Gentoo Websites Logo
Go to: Gentoo Home Documentation Forums Lists Bugs Planet Store Wiki Get Gentoo!

Bug 832074

Summary: sys-apps/baselayout: portage user missing from the shadow file for sufficiently old systems
Product: Gentoo Linux Reporter: Ellison Marks <gotyaoi>
Component: Current packagesAssignee: William Hubbs <williamh>
Status: RESOLVED WONTFIX    
Severity: minor CC: base-system, sam
Priority: Normal    
Version: unspecified   
Hardware: All   
OS: Linux   
See Also: https://bugs.gentoo.org/show_bug.cgi?id=829872
Whiteboard:
Package list:
Runtime testing required: ---

Description Ellison Marks 2022-01-26 00:34:31 UTC 
So, I apparently have a system that was originally created with baselayout-2.2. In baselayout-2.3, the portage user was added to the shadow file, but since the ebuild (sensibly) does not overwrite the system's existing shadow file, the entry never made it into mine. Fast forward to now, and the new shadow ebuild runs pwck in it's postinst, in response to https://bugs.gentoo.org/829872, and complains. Perhaps baselayout should use the dispatch-conf system? As this hasn't caused me a problem in the ~6 years since installing 2.3, and the workaround was just copying the appropriate line into my shadow file, I'm marking this as minor.

Reproducible: Always

Steps to Reproduce:
1. have a system originally created with baselayout <= 2.2
2. upgrade from shadow 4.9-r4 to 4.11.1
Actual Results:  
 * Messages for package sys-apps/shadow-4.11.1:

 * Running 'pwck' returned errors. Please run it manually to fix any errors.

Expected Results:  
no messages.
Comment 1 Sam James archtester Gentoo Infrastructure gentoo-dev Security 2022-01-26 00:41:27 UTC 
If you run 'pwck' (as it says) it will actually fix it for you. No need to manually copy anything.

I don't think anybody has hit this on a new system, which makes it hard to find something to fix other than instructing people to run pwck (which is what we decided to do).

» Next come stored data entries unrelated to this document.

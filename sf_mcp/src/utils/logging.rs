//! # Logging Initialization
//!
//! One global `tracing` subscriber, installed at most once per process.
//!
//! - **Filter**: `RUST_LOG` when set, otherwise `<level>,sf_mcp=debug`.
//! - **stderr** (default): ANSI-coloured output. stdout is never written to because the
//!   stdio transport owns it.
//! - **File** (`log_to_file = true`): a daily rolling `sf_mcp.log` in the user cache
//!   directory resolved by `directories`, written through a non-blocking appender.
//!   Falls back to stderr when that directory is missing or read-only.
//! - **OpenTelemetry** (`opentelemetry` feature): an extra OTLP span exporter layer,
//!   active only when `OTEL_EXPORTER_OTLP_ENDPOINT` is set.

use anyhow::Result;
use directories::ProjectDirs;
#[cfg(feature = "opentelemetry")]
use opentelemetry::trace::TracerProvider;
#[cfg(feature = "opentelemetry")]
use opentelemetry_otlp::WithExportConfig;
#[cfg(feature = "opentelemetry")]
use opentelemetry_sdk::{
    Resource,
    trace::{self as sdktrace, SdkTracerProvider},
};
use std::{
    io::stderr,
    path::{Path, PathBuf},
    sync::Once,
};
use tracing_subscriber::{EnvFilter, fmt::layer, prelude::*};

static INIT: Once = Once::new();

const LOG_FILE_NAME: &str = "sf_mcp.log";

/// `trace`-level stderr logging for tests.
pub fn init_test_logging() {
    // Repeated calls are no-ops, so the result carries no information here.
    let _ = init_logging("trace", false);
}

/// Directory that receives log files when file logging is requested.
pub fn log_directory() -> Option<PathBuf> {
    ProjectDirs::from("com", "SalesforceCliMcp", "sf_mcp").map(|dirs| dirs.cache_dir().to_path_buf())
}

/// Installs the global subscriber. Later calls do nothing.
pub fn init_logging(log_level: &str, log_to_file: bool) -> Result<()> {
    INIT.call_once(|| {
        let env_filter = EnvFilter::try_from_default_env()
            .unwrap_or_else(|_| EnvFilter::new(format!("{log_level},sf_mcp=debug")));

        if log_to_file
            && let Some(log_dir) = log_directory()
            && is_writable(&log_dir)
        {
            // tracing_appender::rolling::daily panics on an unwritable directory.
            let appender = std::panic::catch_unwind(|| {
                tracing_appender::rolling::daily(&log_dir, LOG_FILE_NAME)
            });
            if let Ok(appender) = appender {
                let (writer, guard) = tracing_appender::non_blocking(appender);
                let subscriber = tracing_subscriber::registry()
                    .with(env_filter)
                    .with(layer().with_writer(writer).with_ansi(false));

                #[cfg(feature = "opentelemetry")]
                let subscriber = subscriber.with(init_otel());

                subscriber.init();
                // Flushes on drop; must live for the rest of the process.
                Box::leak(Box::new(guard));
                return;
            }
        }

        let subscriber = tracing_subscriber::registry()
            .with(env_filter)
            .with(layer().with_writer(stderr).with_ansi(true));

        #[cfg(feature = "opentelemetry")]
        let subscriber = subscriber.with(init_otel());

        subscriber.init();
    });

    Ok(())
}

#[cfg(feature = "opentelemetry")]
fn init_otel<S>() -> Option<tracing_opentelemetry::OpenTelemetryLayer<S, sdktrace::Tracer>>
where
    S: tracing::Subscriber + for<'span> tracing_subscriber::registry::LookupSpan<'span>,
{
    let endpoint = std::env::var("OTEL_EXPORTER_OTLP_ENDPOINT").ok()?;
    let exporter = opentelemetry_otlp::SpanExporter::builder()
        .with_http()
        .with_endpoint(format!("{}/v1/traces", endpoint.trim_end_matches('/')))
        .build()
        .ok()?;

    let resource = Resource::builder()
        .with_service_name(crate::config::SERVICE_NAME)
        .build();

    let provider = SdkTracerProvider::builder()
        .with_resource(resource)
        .with_batch_exporter(exporter)
        .build();

    Some(tracing_opentelemetry::layer().with_tracer(provider.tracer("sf_mcp")))
}

/// Creates `dir` if needed and checks that a file can be written inside it.
fn is_writable(dir: &Path) -> bool {
    if std::fs::create_dir_all(dir).is_err() {
        return false;
    }
    let probe = dir.join(".sf_mcp_log_probe");
    match std::fs::write(&probe, b"") {
        Ok(()) => {
            let _ = std::fs::remove_file(&probe);
            true
        }
        Err(_) => false,
    }
}

#[cfg(test)]
mod tests {
    use super::*;

    #[test]
    fn writable_probe_creates_missing_directories() {
        let temp = tempfile::tempdir().unwrap();
        let nested = temp.path().join("a").join("b");
        assert!(is_writable(&nested));
        assert!(nested.is_dir());
        assert!(!nested.join(".sf_mcp_log_probe").exists());
    }

    #[cfg(unix)]
    #[test]
    fn writable_probe_rejects_a_file_path() {
        let temp = tempfile::NamedTempFile::new().unwrap();
        assert!(!is_writable(&temp.path().join("sub")));
    }

    #[test]
    fn init_is_idempotent() {
        init_test_logging();
        assert!(init_logging("info", true).is_ok());
        tracing::debug!("logging initialised");
    }
}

Stages and such will include acct-*/portage and things should be okay there. I'm not sure what fix we could apply in baselayout, especially given this can apply to different users anyway.
Comment 2 Ellison Marks 2022-01-26 01:00:40 UTC 
It will offer to fix it, and if accepted, the generated line will be different than the one from baselayout.

Mentioning acct-*/portage, I actually tried re-merging those, just to see, but they didn't add the user to shadow.

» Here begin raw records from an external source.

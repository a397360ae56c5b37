//! End-to-end dispatch against a fake `sf` executable.
#![cfg(unix)]

use serde_json::{Map, Value, json};
use sf_mcp::ResponseEnvelope;
use sf_mcp::config::ExecutorConfig;
use sf_mcp::registry::catalog;
use sf_mcp::test_utils::FakeCli;
use sf_mcp::utils::logging::init_test_logging;
use std::time::Duration;

fn args(value: Value) -> Map<String, Value> {
    value.as_object().cloned().unwrap()
}

#[tokio::test]
async fn data_query_runs_expected_argv_and_returns_parsed_json() {
    init_test_logging();
    let cli = FakeCli::recording(r#"{"status":0,"result":{"totalSize":1}}"#, 0);

    let envelope = cli
        .dispatcher()
        .dispatch(
            catalog::DATA_QUERY,
            Some(&args(json!({ "query": "SELECT Id FROM Account", "bulk": true }))),
        )
        .await;

    assert_eq!(
        cli.recorded_args(),
        vec!["data", "query", "--json", "--query", "SELECT Id FROM Account", "--bulk"]
    );
    assert_eq!(
        envelope,
        ResponseEnvelope::success(json!({ "status": 0, "result": { "totalSize": 1 } }))
    );
}

#[tokio::test]
async fn shell_metacharacters_in_values_are_passed_literally() {
    let cli = FakeCli::recording("{}", 0);
    let envelope = cli
        .dispatcher()
        .dispatch(
            catalog::DATA_QUERY,
            Some(&args(json!({ "query": "x; touch pwned", "targetOrg": "$(whoami)" }))),
        )
        .await;

    assert!(envelope.is_success());
    assert_eq!(
        cli.recorded_args(),
        vec!["data", "query", "--json", "--query", "x; touch pwned", "--target-org", "$(whoami)"]
    );
    assert!(!cli.dir().join("pwned").exists());
}

#[tokio::test]
async fn deploy_flags_follow_declaration_order() {
    let cli = FakeCli::recording("{}", 0);
    cli.dispatcher()
        .dispatch(
            catalog::PROJECT_DEPLOY,
            Some(&args(json!({
                "wait": 10,
                "checkOnly": false,
                "targetOrg": "myOrg",
                "metadata": ["ApexClass", "CustomObject"],
                "testLevel": "RunLocalTests"
            }))),
        )
        .await;

    assert_eq!(
        cli.recorded_args(),
        vec![
            "project",
            "deploy",
            "start",
            "--json",
            "--metadata",
            "ApexClass,CustomObject",
            "--target-org",
            "myOrg",
            "--test-level",
            "RunLocalTests",
            "--wait",
            "10",
        ]
    );
}

#[tokio::test]
async fn custom_command_splits_words_without_a_shell() {
    let cli = FakeCli::recording("plain text", 0);
    let envelope = cli
        .dispatcher()
        .dispatch(
            catalog::CUSTOM_COMMAND,
            Some(&args(json!({ "command": "org display --target-org \"my org\"" }))),
        )
        .await;

    assert_eq!(cli.recorded_args(), vec!["org", "display", "--target-org", "my org"]);
    assert_eq!(envelope, ResponseEnvelope::success(json!("plain text")));
}

#[tokio::test]
async fn non_zero_exit_becomes_failure_envelope() {
    let cli = FakeCli::recording(r#"{"status":1,"message":"No default org found"}"#, 1);
    let envelope = cli.dispatcher().dispatch(catalog::ORG_LIST, None).await;

    let error = envelope.error().expect("expected failure envelope");
    assert!(error.starts_with("Salesforce CLI command failed: "), "{error}");
    assert!(error.contains("No default org found"), "{error}");
}

#[tokio::test]
async fn stderr_only_output_is_returned_as_text() {
    let cli = FakeCli::new("echo 'Warning: update available' >&2");
    let envelope = cli.dispatcher().dispatch(catalog::ORG_LIST, None).await;
    assert_eq!(
        envelope,
        ResponseEnvelope::success(json!("Warning: update available\n"))
    );
}

#[tokio::test]
async fn timeout_becomes_failure_envelope() {
    let cli = FakeCli::new("exec sleep 30");
    let dispatcher = sf_mcp::Dispatcher::new(cli.executor_config().timeout(Duration::from_millis(200)));
    let envelope = dispatcher.dispatch(catalog::ORG_LIST, None).await;
    let error = envelope.error().expect("expected failure envelope");
    assert!(error.contains("timed out"), "{error}");
}

#[tokio::test]
async fn concurrent_calls_do_not_interfere() {
    let cli = FakeCli::echo_args();
    let dispatcher = cli.dispatcher();

    let calls = (0..8).map(|i| {
        let dispatcher = dispatcher.clone();
        async move {
            let query = format!("SELECT Id FROM Account LIMIT {i}");
            let envelope = dispatcher
                .dispatch(catalog::DATA_QUERY, Some(&args(json!({ "query": query.clone() }))))
                .await;
            (query, envelope)
        }
    });

    for (query, envelope) in futures::future::join_all(calls).await {
        let expected = format!("data\nquery\n--json\n--query\n{query}\n");
        assert_eq!(envelope, ResponseEnvelope::success(json!(expected)));
    }
}

#[tokio::test]
async fn execute_raw_uses_the_same_pipeline() {
    let cli = FakeCli::recording(r#"{"result":[]}"#, 0);
    let value = cli.dispatcher().execute_raw("org list --all").await.unwrap();
    assert_eq!(value, json!({ "result": [] }));
    assert_eq!(cli.recorded_args(), vec!["org", "list", "--all"]);
}

#[tokio::test]
async fn missing_binary_is_reported_not_panicked() {
    let dispatcher = sf_mcp::Dispatcher::new(ExecutorConfig::with_program("/nonexistent/bin/sf"));
    let envelope = dispatcher.dispatch(catalog::ORG_LIST, None).await;
    assert!(!envelope.is_success());
}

My general thought was that, as baselayout changes, giving the user the option to incorporate changes (via dispatch-conf or some other mechanism) might be desirable. In this case it was portage in the shadow file, but theoretically any change might be good to incorporate.
Comment 3 Mike Gilbert gentoo-dev 2022-01-26 01:47:37 UTC 
> Perhaps baselayout should use the dispatch-conf system?

Not going to happen. The passwd and shadow files are not owned by any package, so config-protect doesn't apply. Triggering config-protect on every baselayout upgrade is not a good user experience.

> It will offer to fix it, and if accepted, the generated line will be different than the one from baselayout.

It does not need to be exactly equal to the line supplied in baselayout.
Comment 4 Mike Gilbert gentoo-dev 2022-01-26 01:53:21 UTC 
> Triggering config-protect on every baselayout upgrade is not a good user experience.

To expand on this: if we have baselayout own /etc/passwd, then every time baselayout is reinstalled, etc-update and distpatch-conf will prompt the user to remove any accounts that have been added to the passwd file by other means. That's just tedious and counter-productive.

I think having people to run pwck one time on old installs is not too much to ask.
Comment 5 William Hubbs gentoo-dev 2023-01-26 22:45:17 UTC 
The down side of triggering config-protect for baselayout upgrades is
that it makes it way to easy for a user to break their system.

I agree that it is better to have users run pwck if they hit this issue.